About this exercise: Should a line in the entries below contain "expected", return that line.

Data for analysis:
##########
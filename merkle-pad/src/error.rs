//! Error types for tree operations.

use std::io;

use thiserror::Error;

use crate::Digest;

/// Errors from Merkle tree construction, proofs and updates.
#[derive(Debug, Error)]
pub enum Error {
    /// A content source could not be read while building a tree. The whole
    /// construction fails, no partial tree is returned.
    #[error("content unavailable for item {index} ({id}): {source}")]
    ContentUnavailable {
        /// Position of the item in the input sequence.
        index: usize,
        /// Debug rendering of the item identifier.
        id: String,
        /// Underlying read failure.
        source: io::Error,
    },
    /// The queried content is not a leaf of the tree.
    #[error("content is not a leaf of the tree (leaf hash {0})")]
    NotFound(Digest),
    /// The content source of a membership query could not be read.
    #[error("failed to read queried content ({id}): {source}")]
    SourceRead {
        /// Debug rendering of the queried identifier.
        id: String,
        /// Underlying read failure.
        source: io::Error,
    },
    /// A proof walk recomputed a root different from the stored one.
    #[error("proof mismatch: stored root {expected}, recomputed {computed}")]
    ProofMismatch {
        /// Root hash stored in the tree.
        expected: Digest,
        /// Root hash recomputed from the leaf and its siblings.
        computed: Digest,
    },
    /// Parent/child linkage or hashes are inconsistent.
    #[error("invalid tree structure: {0}")]
    InvalidStructure(String),
    /// A standalone proof is malformed or does not lead to the expected root.
    #[error("invalid proof: {0}")]
    InvalidProof(String),
    /// A digest could not be parsed.
    #[error("invalid digest: {0}")]
    InvalidDigest(String),
}

/// Alias for `core::result::Result<T, Error>`.
pub type Result<T> = core::result::Result<T, Error>;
##########
Task answer:
    #[error("proof mismatch: stored root {expected}, recomputed {computed}")]
        expected: Digest,
    /// A standalone proof is malformed or does not lead to the expected root.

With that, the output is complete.